Matten was one of a handful of Vermont residents to rally against a bill that would make vaccines mandatory for school-aged children by eliminating "philosophical exemption" as a reason to opt out of the shots.
"Now, while we're grieving for our beautiful 7-year-old Kaylynne, we have to worry about our philosophical exemption being taken away for our other kids," said Matten. "It should be a parent's choice, this should be a free country."
Around the same time, inside the walls of the state Senate, Kayla Thomas, 19, of Rutland, Vt., emotionally described losing her 2-year-old brother to meningitis more than a decade ago. Now there is a vaccine available to prevent that illness.
"If the shot was around then he would still be here," Thomas said, in her testimony in support of vaccinations.
The debate over the bill has divided Vermont's families over the benefits and risks of vaccines. It has also pitted the state House-- whose majority voted down the bill -- against the state Senate, which voted to approve it.
Twenty states, including Vermont, currently allow philosophical exemptions for those who object to vaccines for personal or moral reasons.

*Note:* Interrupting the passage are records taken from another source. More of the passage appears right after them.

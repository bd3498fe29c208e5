//! Provider implementations

pub mod spotify_client;

pub use spotify_client::SpotifyClient;
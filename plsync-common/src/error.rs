//! Common error types for plsync

use thiserror::Error;

/// Common result type for plsync operations
pub type Result<T> = std::result::Result<T, Error>;

/// Common error types across plsync crates
#[derive(Error, Debug)]
pub enum Error {
    /// I/O operation error (wraps std::io::Error)
    #[error("IO error: {0}")]
    Io(#[from] std::io::Error),

    /// Configuration loading or validation error
    #[error("Configuration error: {0}")]
    Config(String),

    /// Requested resource not found
    #[error("Not found: {0}")]
    NotFound(String),

    /// Invalid user input or request parameter
    #[error("Invalid input: {0}")]
    InvalidInput(String),
}
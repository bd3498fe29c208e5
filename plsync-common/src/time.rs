//! Timestamp utilities
//!
//! Scanners never read the system clock themselves: the caller supplies "now"
//! (and with it the time zone) through a [`TimeWindow`]. Provider timestamps are
//! normalized into that zone and compared as naive local times.

use chrono::{DateTime, Duration, Local, NaiveDate, NaiveDateTime, TimeZone};

/// Get current local timestamp
pub fn now() -> DateTime<Local> {
    Local::now()
}

/// Where a provider timestamp falls relative to a [`TimeWindow`]
#[derive(Debug, Clone, Copy, PartialEq, Eq)]
pub enum WindowPosition {
    /// At or after the cutoff
    Inside,
    /// Strictly before the cutoff
    Before,
    /// No timestamp recorded; callers treat this as inside the window
    Undated,
    /// Timestamp present but not parseable
    Unparseable,
}

/// Trailing time window ending at an injected "now"
#[derive(Debug, Clone)]
pub struct TimeWindow<Tz: TimeZone> {
    tz: Tz,
    cutoff: NaiveDateTime,
    days: u32,
}

impl<Tz: TimeZone> TimeWindow<Tz> {
    /// Window covering the `days` days before `now`
    ///
    /// A window reaching past the earliest representable time starts there.
    pub fn trailing_days(now: &DateTime<Tz>, days: u32) -> Self {
        let cutoff = now
            .naive_local()
            .checked_sub_signed(Duration::days(i64::from(days)))
            .unwrap_or(NaiveDateTime::MIN);
        Self {
            tz: now.timezone(),
            cutoff,
            days,
        }
    }

    /// Window length in days
    pub fn days(&self) -> u32 {
        self.days
    }

    /// Earliest naive local time still inside the window
    pub fn cutoff(&self) -> NaiveDateTime {
        self.cutoff
    }

    /// True if `at` (naive local time) is at or after the cutoff
    pub fn contains(&self, at: NaiveDateTime) -> bool {
        at >= self.cutoff
    }

    /// Release dates compare at midnight of the (first) release day
    pub fn contains_date(&self, date: NaiveDate) -> bool {
        date.and_hms_opt(0, 0, 0)
            .map(|at| self.contains(at))
            .unwrap_or(false)
    }

    /// Normalize an ISO 8601 timestamp into this window's zone
    ///
    /// Offset-carrying timestamps (`2024-05-01T10:00:00Z`, `...+02:00`) are
    /// converted into the window's zone. Timestamps without an offset are taken
    /// to be local already.
    pub fn normalize(&self, raw: &str) -> Option<NaiveDateTime> {
        let raw = raw.trim();
        if let Ok(parsed) = DateTime::parse_from_rfc3339(raw) {
            return Some(parsed.with_timezone(&self.tz).naive_local());
        }
        NaiveDateTime::parse_from_str(raw, "%Y-%m-%dT%H:%M:%S%.f").ok()
    }

    /// Classify an optional provider timestamp
    pub fn position(&self, raw: Option<&str>) -> WindowPosition {
        let Some(raw) = raw.filter(|r| !r.trim().is_empty()) else {
            return WindowPosition::Undated;
        };
        match self.normalize(raw) {
            Some(at) if self.contains(at) => WindowPosition::Inside,
            Some(_) => WindowPosition::Before,
            None => WindowPosition::Unparseable,
        }
    }
}

/// Parse a release date with year, year-month or full-date precision
///
/// Partial dates normalize to the first day of the period:
/// `2021` -> 2021-01-01, `2021-06` -> 2021-06-01.
pub fn parse_release_date(raw: &str) -> Option<NaiveDate> {
    let raw = raw.trim();
    match raw.len() {
        4 => {
            let year = raw.parse::<i32>().ok()?;
            NaiveDate::from_ymd_opt(year, 1, 1)
        }
        7 => {
            let (year, month) = raw.split_once('-')?;
            NaiveDate::from_ymd_opt(year.parse().ok()?, month.parse().ok()?, 1)
        }
        _ => NaiveDate::parse_from_str(raw, "%Y-%m-%d").ok(),
    }
}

"It's been clearly demonstrated that the broader (the) exemptions, the more loosely it's applied -- and the less likely children will get vaccinated," said Dr. William Schaffner, chair of preventive medicine at Vanderbilt University School of Medicine in Nashville, Tenn.
Fewer than 70 percent of children in Vermont between the ages of 18 months and 3 years received all of the recommended vaccines, according to a 2010 National Immunization Survey by the Centers for Disease Control and Prevention -- a rate lower than the 73 percent national average. Vermont has one of the highest philosophical exemption rates among those 20 states, Dr. Harry Chen, health commissioner for Vermont's Department of Public Health, told ABC News.
Measles and pertussis, also known as whooping cough, are the fastest growing vaccine-preventable diseases nationwide. Just last year, Vermont had an outbreak of pertussis. And other states with high philosophical exemption rates, including Washington and Oregon, have also seen a revival of pertussis.
According to the Vermont Coalition for Vaccine Choice, an advocacy group of parents, health care providers and others lobbying to stop the bill from passing, many people are naturally immune to communicable diseases without the need for vaccines.
The group also maintains that mass vaccinations will lower the risk of infection among people who decline the vaccinations, a phenomenon known as "herd immunity."